The sentencing guideline and ‘linked organisations’ – fine reduced on appeal

A company has successfully appealed a health and safety fine of £370,000 for failures relating to the identity and safe removal of asbestos at a school. The decision is of particular interest because it considers the correct application of the sentencing guideline where there is a ‘linked organisation’ such as a parent company [1].

In this case, NPS London was a joint venture company, 80% owned by its parent company (the NPS Parent) and 20% owned by the London Borough of Waltham Forest. The NPS Parent was ultimately controlled by Norfolk County Council (the Council).

At step one of the sentencing guideline, the sentencing judge assessed the culpability of NPS London as high and the risk of harm created as falling within harm category 2. This was not challenged on appeal. At step two, when the court is required to focus on the organisation’s annual turnover or equivalent to reach the starting point for a fine, the judge did not treat the table for ‘small’ organisations as the relevant one (NPS London had a turnover of £5-6 million which would have placed it in that table), but instead considered that the relevant table was the one applicable to ‘large’ organisations. He reached that conclusion on the basis of the passage in the guideline which states that, exceptionally, it may be demonstrated to the court that the resources of a linked organisation are available and can properly be taken into account. The annual turnover of the NPS Parent was around £125 million. For a ‘small’ organisation, the starting point for a fine for an offence in the relevant category is £100,000. It is £1.1 million for a ‘large’ organisation.

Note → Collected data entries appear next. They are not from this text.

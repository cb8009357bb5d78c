// SPDX-License-Identifier: Apache-2.0
// Copyright 2025 KylinSoft Co., Ltd. <https://www.kylinos.cn/>
// See LICENSES for license details.

#![cfg(test)]

use super::*;

#[test]
fn test_init_is_idempotent() {
    init(LevelFilter::Debug);
    init(LevelFilter::Info);
    assert_eq!(log::max_level(), LevelFilter::Info);
    info!("logger initialised");
}
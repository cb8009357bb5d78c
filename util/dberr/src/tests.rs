// SPDX-License-Identifier: Apache-2.0
// Copyright 2025 KylinSoft Co., Ltd. <https://www.kylinos.cn/>
// See LICENSES for license details.

//! Unit tests for dberr

#![cfg(test)]

use crate::{DbError, errno, set_errno};

#[test]
fn test_display() {
    assert_eq!(DbError::CapacityExceeded.to_string(), "capacity exceeded");
    assert_eq!(
        DbError::InvalidState("latch already owned").to_string(),
        "invalid state: latch already owned"
    );
    assert_eq!(DbError::Sys(libc::EBADF).to_string(), format!("syscall failed: errno {}", libc::EBADF));
}

#[test]
fn test_errno_roundtrip() {
    set_errno(libc::EAGAIN);
    assert_eq!(errno(), libc::EAGAIN);

    set_errno(0);
    assert_eq!(errno(), 0);
}

#[test]
fn test_last_os() {
    set_errno(libc::ESRCH);
    assert_eq!(DbError::last_os(), DbError::Sys(libc::ESRCH));
}
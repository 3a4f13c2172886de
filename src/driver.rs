//! Hierarchical path assembly and end-position refinement.
//!
//! A level-1 search over zone/entrance centroids picks the sequence of
//! entrances to cross, then one level-0 A* per zone stitches the low-level
//! path, carrying `initial_dir` across each entrance as
//! `entry_pos - exit_pos` so angular penalties stay continuous across zone
//! boundaries.

use glam::Vec3;

use crate::astar::{a_star, AStarOptions};
use crate::error::PathfindError;
use crate::graph::{NodeRef, Node1Kind};
use crate::{NavMesh, PathNode};

/// The level-1 node sequence connecting the start zone to the end zone via
/// entrance nodes. Empty when start and end share a zone.
pub type HighLevelPath = Vec<PathNode>;
/// The level-0 node sequence actually traversed by the agent.
pub type LowLevelPath = Vec<PathNode>;

/// Caller-supplied constraints for a hierarchical path query.
#[derive(Debug, Clone, Default)]
pub struct PathOptions {
    pub avoid: std::collections::HashSet<u32>,
    pub min_height: f32,
    pub initial_dir: Vec3,
    /// Precise 3D end position for end-position refinement. `None` means
    /// "stop at the end node's own position".
    pub end_pos: Option<Vec3>,
}

pub(crate) fn find_full_path(
    nav_mesh: &NavMesh,
    start: u32,
    end: u32,
    options: &PathOptions,
) -> Result<(HighLevelPath, LowLevelPath), PathfindError> {
    let start_zone = nav_mesh.level0[start as usize].zone_id;
    let end_zone = nav_mesh.level0[end as usize].zone_id;

    // Computed once up front, covering the whole route, rather than taken
    // from the first stepwise segment below — that segment's high-level
    // path has already had the just-crossed entrance truncated off its
    // front, so it no longer reflects the full start-to-end sequence.
    let high_level_indices = if start_zone == end_zone {
        Vec::new()
    } else {
        compute_high_level_path(nav_mesh, start_zone, end_zone)?
    };
    let full_high: HighLevelPath = high_level_indices
        .iter()
        .map(|&i| nav_mesh.path_node(NodeRef::Level1(i)))
        .collect();

    let mut sections = PathSections::new(nav_mesh, start, end, options.clone());
    sections.cur_high_level_path = high_level_indices;

    let mut full_low = Vec::new();
    for section in sections {
        let (_, low) = section?;
        full_low.extend(low);
    }

    Ok((full_high, full_low))
}

/// Lazy, stateful producer of per-zone path segments. Holds exactly the
/// state this pattern needs across calls: `cur_start`, `cur_high_level_path`,
/// `initial_dir`, and `last_section_found`.
pub struct PathSections<'a> {
    nav_mesh: &'a NavMesh,
    end: u32,
    end_pos: Option<Vec3>,
    avoid: std::collections::HashSet<u32>,
    min_height: f32,

    cur_start: u32,
    cur_high_level_path: Vec<u32>,
    initial_dir: Vec3,
    last_section_found: bool,
}

impl<'a> PathSections<'a> {
    pub fn new(nav_mesh: &'a NavMesh, start: u32, end: u32, options: PathOptions) -> Self {
        Self {
            nav_mesh,
            end,
            end_pos: options.end_pos,
            avoid: options.avoid,
            min_height: options.min_height,
            cur_start: start,
            // The level-1 path is computed lazily on the first `next()`
            // call (or primed directly by `find_full_path`) so construction
            // itself can't fail.
            cur_high_level_path: Vec::new(),
            initial_dir: options.initial_dir,
            last_section_found: false,
        }
    }

    fn to_path_nodes(&self, indices: &[u32], level: u8) -> Vec<PathNode> {
        indices
            .iter()
            .map(|&i| self.nav_mesh.path_node(NodeRef::from_level(level, i)))
            .collect()
    }

    fn final_segment(&mut self) -> Result<(Vec<PathNode>, Vec<PathNode>), PathfindError> {
        let mut options = AStarOptions::new();
        options.avoid = self.avoid.clone();
        options.min_height = self.min_height;
        options.initial_dir = Some(self.initial_dir);

        let result = a_star(
            self.nav_mesh.level0.as_slice(),
            self.cur_start,
            &[self.end],
            &options,
        )?;

        self.last_section_found = true;

        let mut low_level_nodes = self.to_path_nodes(&result.path, 0);
        refine_end_position(&mut low_level_nodes, self.end_pos);

        Ok((Vec::new(), low_level_nodes))
    }
}

impl<'a> Iterator for PathSections<'a> {
    type Item = Result<(HighLevelPath, LowLevelPath), PathfindError>;

    fn next(&mut self) -> Option<Self::Item> {
        if self.last_section_found {
            return None;
        }

        let cur_zone = self.nav_mesh.level0[self.cur_start as usize].zone_id;
        let end_zone = self.nav_mesh.level0[self.end as usize].zone_id;

        if cur_zone == end_zone {
            return Some(self.final_segment());
        }

        // First call for a cross-zone query: compute the level-1 path.
        if self.cur_high_level_path.is_empty() {
            match compute_high_level_path(self.nav_mesh, cur_zone, end_zone) {
                Ok(path) => self.cur_high_level_path = path,
                Err(e) => {
                    self.last_section_found = true;
                    return Some(Err(e));
                }
            }
        }

        // Find the next entrance node in the remaining high-level path.
        let next_entrance_pos = self
            .cur_high_level_path
            .iter()
            .position(|&n| matches!(self.nav_mesh.level1[n as usize].kind, Node1Kind::Entrance(_)));

        let Some(pos) = next_entrance_pos else {
            // No more entrances: we must already be in the end zone, but
            // guard against the degenerate case of a malformed level-1 path.
            self.last_section_found = true;
            return Some(Err(PathfindError::Unreachable));
        };

        let entrance_node = self.cur_high_level_path[pos];
        let Node1Kind::Entrance(entrance_id) = self.nav_mesh.level1[entrance_node as usize].kind
        else {
            unreachable!("position located via Node1Kind::Entrance filter");
        };
        let entrance = &self.nav_mesh.entrances[entrance_id.0 as usize];

        let targets: Vec<u32> = entrance
            .members_in_zone(&self.nav_mesh.level0, cur_zone)
            .collect();
        if targets.is_empty() {
            self.last_section_found = true;
            return Some(Err(PathfindError::Unreachable));
        }

        let mut options = AStarOptions::new();
        options.avoid = self.avoid.clone();
        options.min_height = self.min_height;
        options.initial_dir = Some(self.initial_dir);
        options.final_target_node = Some(self.end);

        let result = match a_star(self.nav_mesh.level0.as_slice(), self.cur_start, &targets, &options) {
            Ok(r) => r,
            Err(e) => {
                self.last_section_found = true;
                return Some(Err(e));
            }
        };

        let exit_node = *result.path.last().expect("A* path always has >=1 node");
        let exit_pos = self.nav_mesh.level0[exit_node as usize].pos;

        let other_zone = entrance.other_zone(cur_zone);
        let exit_node_ref = &self.nav_mesh.level0[exit_node as usize];
        // The exit node's own cross-zone neighbours that land in the next
        // zone are, by construction, exactly the entrance members on the
        // other side — pick the nearest.
        let Some(entry_node) = exit_node_ref
            .cross_neighbours
            .iter()
            .map(|&(n, _)| n)
            .filter(|&n| self.nav_mesh.level0[n as usize].zone_id == other_zone)
            .min_by(|&a, &b| {
                let da = self.nav_mesh.level0[a as usize].pos.distance_squared(exit_pos);
                let db = self.nav_mesh.level0[b as usize].pos.distance_squared(exit_pos);
                da.partial_cmp(&db).unwrap_or(std::cmp::Ordering::Equal)
            })
        else {
            self.last_section_found = true;
            return Some(Err(PathfindError::Unreachable));
        };

        let entry_pos = self.nav_mesh.level0[entry_node as usize].pos;
        self.initial_dir = entry_pos - exit_pos;
        self.cur_start = entry_node;
        self.cur_high_level_path = self.cur_high_level_path[pos + 1..].to_vec();

        let high = self.to_path_nodes(&self.cur_high_level_path, 1);
        let low = self.to_path_nodes(&result.path, 0);

        Some(Ok((high, low)))
    }
}

fn compute_high_level_path(nav_mesh: &NavMesh, start_zone: u32, end_zone: u32) -> Result<Vec<u32>, PathfindError> {
    let Some(start_node) = nav_mesh.zones[start_zone as usize].level1_node else {
        return Err(PathfindError::DisconnectedComponents);
    };
    let Some(end_node) = nav_mesh.zones[end_zone as usize].level1_node else {
        return Err(PathfindError::DisconnectedComponents);
    };

    let result = a_star(
        nav_mesh.level1.as_slice(),
        start_node,
        &[end_node],
        &AStarOptions::new(),
    )
    .map_err(|_| PathfindError::DisconnectedComponents)?;

    Ok(result.path)
}

/// End-position refinement: if the path has >= 2 nodes and the
/// penultimate-to-target distance is shorter than the last edge, the last
/// node is dropped (it would overshoot). A synthetic node carrying the
/// exact end position is then appended.
fn refine_end_position(path: &mut Vec<PathNode>, end_pos: Option<Vec3>) {
    let Some(end_pos) = end_pos else {
        return;
    };

    if path.len() >= 2 {
        let last = path[path.len() - 1].pos;
        let penultimate = path[path.len() - 2].pos;
        if end_pos.distance(penultimate) < last.distance(penultimate) {
            path.pop();
        }
    }

    let normal = path.last().map(|n| n.normal).unwrap_or(Vec3::Y);
    path.push(PathNode {
        node_ref: None,
        pos: end_pos,
        normal,
        clearance: path.last().map(|n| n.clearance).unwrap_or(0.0),
    });
}

impl NodeRef {
    fn from_level(level: u8, index: u32) -> Self {
        if level == 0 {
            NodeRef::Level0(index)
        } else {
            NodeRef::Level1(index)
        }
    }
}

#[cfg(test)]
mod tests {
    use super::*;

    #[test]
    fn refinement_drops_overshooting_last_node() {
        let mut path = vec![
            PathNode {
                node_ref: Some(NodeRef::Level0(0)),
                pos: Vec3::new(0.0, 0.0, 0.0),
                normal: Vec3::Y,
                clearance: 2.0,
            },
            PathNode {
                node_ref: Some(NodeRef::Level0(1)),
                pos: Vec3::new(1.0, 0.0, 0.0),
                normal: Vec3::Y,
                clearance: 2.0,
            },
            PathNode {
                node_ref: Some(NodeRef::Level0(2)),
                pos: Vec3::new(2.0, 0.0, 0.0),
                normal: Vec3::Y,
                clearance: 2.0,
            },
        ];

        refine_end_position(&mut path, Some(Vec3::new(1.6, 0.0, 0.0)));

        assert_eq!(path.len(), 3);
        assert_eq!(path[0].pos, Vec3::new(0.0, 0.0, 0.0));
        assert_eq!(path[1].pos, Vec3::new(1.0, 0.0, 0.0));
        assert_eq!(path[2].pos, Vec3::new(1.6, 0.0, 0.0));
        assert!(path[2].node_ref.is_none());
    }

    #[test]
    fn refinement_keeps_last_node_when_not_overshooting() {
        let mut path = vec![
            PathNode {
                node_ref: Some(NodeRef::Level0(0)),
                pos: Vec3::new(0.0, 0.0, 0.0),
                normal: Vec3::Y,
                clearance: 2.0,
            },
            PathNode {
                node_ref: Some(NodeRef::Level0(1)),
                pos: Vec3::new(1.0, 0.0, 0.0),
                normal: Vec3::Y,
                clearance: 2.0,
            },
        ];

        refine_end_position(&mut path, Some(Vec3::new(5.0, 0.0, 0.0)));

        assert_eq!(path.len(), 3);
        assert_eq!(path[1].pos, Vec3::new(1.0, 0.0, 0.0));
        assert_eq!(path[2].pos, Vec3::new(5.0, 0.0, 0.0));
    }
}
//! A static spatial index over level-0 node positions, used for
//! nearest-vertex lookup from a free-form 3D position.
//!
//! Built with [`rstar`] rather than a hand-rolled k-d tree — `rstar` is a
//! common choice for `nearest`/`within distance` queries over static point
//! sets. It is never persisted; it's rebuilt after deserialisation, which
//! `SpatialIndex::build` does unconditionally.

use glam::Vec3;
use rstar::{PointDistance, RTree, RTreeObject, AABB};

#[derive(Debug, Clone, Copy)]
struct IndexedPoint {
    pos: [f32; 3],
    index: usize,
}

impl RTreeObject for IndexedPoint {
    type Envelope = AABB<[f32; 3]>;

    fn envelope(&self) -> Self::Envelope {
        AABB::from_point(self.pos)
    }
}

impl PointDistance for IndexedPoint {
    fn distance_2(&self, point: &[f32; 3]) -> f32 {
        let dx = self.pos[0] - point[0];
        let dy = self.pos[1] - point[1];
        let dz = self.pos[2] - point[2];
        dx * dx + dy * dy + dz * dz
    }
}

/// A static spatial index over a slice of positions, keyed by their
/// position within that slice.
pub struct SpatialIndex {
    tree: RTree<IndexedPoint>,
}

impl SpatialIndex {
    /// Builds the index over `positions`. Rebuilt wholesale on every call —
    /// there is no incremental update; the index is always static for the
    /// lifetime of a [`crate::NavMesh`].
    pub fn build(positions: &[Vec3]) -> Self {
        let points = positions
            .iter()
            .enumerate()
            .map(|(index, pos)| IndexedPoint {
                pos: pos.to_array(),
                index,
            })
            .collect();

        Self {
            tree: RTree::bulk_load(points),
        }
    }

    /// Index of the closest point to `pos`, or `None` if the index is empty.
    pub fn nearest(&self, pos: Vec3) -> Option<usize> {
        self.tree
            .nearest_neighbor(&pos.to_array())
            .map(|p| p.index)
    }

    /// Indices of every point within `radius` world units of `pos`
    /// (inclusive).
    pub fn ball(&self, pos: Vec3, radius: f32) -> Vec<usize> {
        let radius_sq = radius * radius;
        self.tree
            .locate_within_distance(pos.to_array(), radius_sq)
            .map(|p| p.index)
            .collect()
    }
}
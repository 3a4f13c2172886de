//! Connected-component labelling under a dual predicate: same clearance
//! bucket, and within a bounded radius of the component's seed vertex.

use std::collections::VecDeque;

use glam::Vec3;
use serde::{Deserialize, Serialize};

/// One maximal connected region of the walkable surface sharing a
/// clearance bucket within `zone_radius` of its seed vertex.
#[derive(Debug, Clone, Serialize, Deserialize)]
pub struct Zone {
    pub id: u32,
    pub members: Vec<u32>,
    pub clearance_floor: f32,
    /// Index of the seed vertex this zone was grown from.
    pub seed: u32,
    /// Lazily computed on first access via [`Zone::centroid`].
    centroid: Option<Vec3>,
    /// Level-1 node index for this zone's centroid, filled in by the graph
    /// builder once level-1 indices are allocated.
    pub level1_node: Option<u32>,
}

impl Zone {
    pub fn centroid(&mut self, positions: &[Vec3]) -> Vec3 {
        if let Some(c) = self.centroid {
            return c;
        }
        let sum: Vec3 = self.members.iter().map(|&i| positions[i as usize]).sum();
        let c = sum / self.members.len() as f32;
        self.centroid = Some(c);
        c
    }
}

#[inline]
fn bucket(height: f32, bucket_size: f32, bucket_cap: f32) -> i64 {
    (height.min(bucket_cap) / bucket_size).floor() as i64
}

/// Result of partitioning: a dense zone id per vertex, plus the zones
/// themselves.
pub struct Partition {
    pub zone_of: Vec<u32>,
    pub zones: Vec<Zone>,
}

/// Partitions `positions`/`neighbours`/`clearance` into zones. The radius
/// check is evaluated against each component's *seed* vertex, not the
/// current BFS frontier — this bounds zone diameter but can still produce
/// elongated zones depending on traversal order, since a vertex far from
/// the frontier but still within radius of the seed is admitted.
pub fn partition(
    positions: &[Vec3],
    neighbours: &[Vec<u32>],
    clearance: &[f32],
    bucket_size: f32,
    bucket_cap: f32,
    zone_radius: f32,
) -> Partition {
    let n = positions.len();
    let mut zone_of = vec![u32::MAX; n];
    let mut zones = Vec::new();
    let radius_sq = zone_radius * zone_radius;

    for seed in 0..n {
        if zone_of[seed] != u32::MAX {
            continue;
        }

        let zone_id = zones.len() as u32;
        let seed_bucket = bucket(clearance[seed], bucket_size, bucket_cap);
        let seed_pos = positions[seed];

        let mut members = Vec::new();
        let mut queue = VecDeque::new();
        zone_of[seed] = zone_id;
        queue.push_back(seed);

        while let Some(v) = queue.pop_front() {
            members.push(v as u32);

            for &w in &neighbours[v] {
                let w = w as usize;
                if zone_of[w] != u32::MAX {
                    continue;
                }
                if bucket(clearance[w], bucket_size, bucket_cap) != seed_bucket {
                    continue;
                }
                if positions[w].distance_squared(seed_pos) > radius_sq {
                    continue;
                }
                zone_of[w] = zone_id;
                queue.push_back(w);
            }
        }

        let clearance_floor = seed_bucket as f32 * bucket_size;

        zones.push(Zone {
            id: zone_id,
            members,
            clearance_floor,
            seed: seed as u32,
            centroid: None,
            level1_node: None,
        });
    }

    Partition { zone_of, zones }
}

#[cfg(test)]
mod tests {
    use super::*;

    fn chain(n: usize) -> (Vec<Vec3>, Vec<Vec<u32>>) {
        let positions: Vec<Vec3> = (0..n).map(|i| Vec3::new(i as f32, 0.0, 0.0)).collect();
        let neighbours: Vec<Vec<u32>> = (0..n)
            .map(|i| {
                let mut v = Vec::new();
                if i > 0 {
                    v.push((i - 1) as u32);
                }
                if i + 1 < n {
                    v.push((i + 1) as u32);
                }
                v
            })
            .collect();
        (positions, neighbours)
    }

    #[test]
    fn uniform_clearance_single_zone_within_radius() {
        let (positions, neighbours) = chain(5);
        let clearance = vec![2.0; 5];

        let p = partition(&positions, &neighbours, &clearance, 0.5, 10.0, 10.0);

        assert_eq!(p.zones.len(), 1);
        assert!(p.zone_of.iter().all(|&z| z == 0));
    }

    #[test]
    fn different_buckets_split_into_separate_zones() {
        let (positions, neighbours) = chain(4);
        let clearance = vec![2.0, 2.0, 0.1, 0.1];

        let p = partition(&positions, &neighbours, &clearance, 0.5, 10.0, 10.0);

        assert_eq!(p.zones.len(), 2);
        assert_eq!(p.zone_of[0], p.zone_of[1]);
        assert_eq!(p.zone_of[2], p.zone_of[3]);
        assert_ne!(p.zone_of[0], p.zone_of[2]);
    }

    #[test]
    fn zone_radius_bounds_diameter_from_seed() {
        let (positions, neighbours) = chain(5);
        let clearance = vec![2.0; 5];

        // Radius 1.5 from seed 0: vertices within 1.5 units of x=0 are
        // admitted (0, 1), so the BFS must start a new zone at vertex 2.
        let p = partition(&positions, &neighbours, &clearance, 0.5, 10.0, 1.5);

        assert!(p.zones.len() >= 2);
        assert_eq!(p.zone_of[0], p.zone_of[1]);
    }

    #[test]
    fn every_vertex_gets_a_zone() {
        let (positions, neighbours) = chain(7);
        let clearance: Vec<f32> = (0..7).map(|i| i as f32 * 0.4).collect();

        let p = partition(&positions, &neighbours, &clearance, 0.5, 10.0, 10.0);

        assert!(p.zone_of.iter().all(|&z| z != u32::MAX));
    }
}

The Court of Appeal disagreed. It found that the judge had been wrong to read the guideline as entitling him to treat NPS London as, or as if it were, a large organisation for the purpose of sentencing. It is the offending organisation’s turnover, not that of any linked organisation, which, at step two of the guideline, is to be used to identify the relevant table. This reflects the basic principle of company law that a corporation is to be treated as a separate legal person with separate assets from its shareholders. The mere fact that the offender is a wholly owned subsidiary of a larger corporation, or that a parent company or other ‘linked’ organisation is in practice likely to make funds available to enable the offender to pay a fine, is not a reason to depart from established principles of company law or to treat the turnover of the linked organisation as if it were the offending organisation’s turnover at step two of the guideline.

The Court of Appeal went on to say that, by contrast, whether the resources of a linked organisation are available to the offender is a factor which may more readily be taken into account at step three of the guideline when examining the financial circumstances of the offender in the round and assessing “the economic realities of the organisation”. This reading and application was consistent with the Court of Appeal’s decision in R v Tata Steel UK Ltd [2].

The most recent accounts for NPS London showed that it was loss-making and insolvent on a balance sheet basis. However, under the heading “going concern”, the directors’ report stated that any finance required was provided by the NPS Parent and that another company (which was the ultimate parent, controlled by the Council), had confirmed that it would continue to provide any financial support required for a period of at least 12 months. On that basis, the directors believed that it remained appropriate to prepare the financial statements on a going concern basis.

The fact that NPS London was an enterprise with low profitability and no resources of its own from which to pay a fine was not a reason to reduce the amount of the fine, because it was proper to regard the NPS Parent as a linked organisation which could be counted on to provide the required funds. Taking account of relevant mitigating factors and giving full credit for NPS London’s guilty plea reduced the fine to £50,000.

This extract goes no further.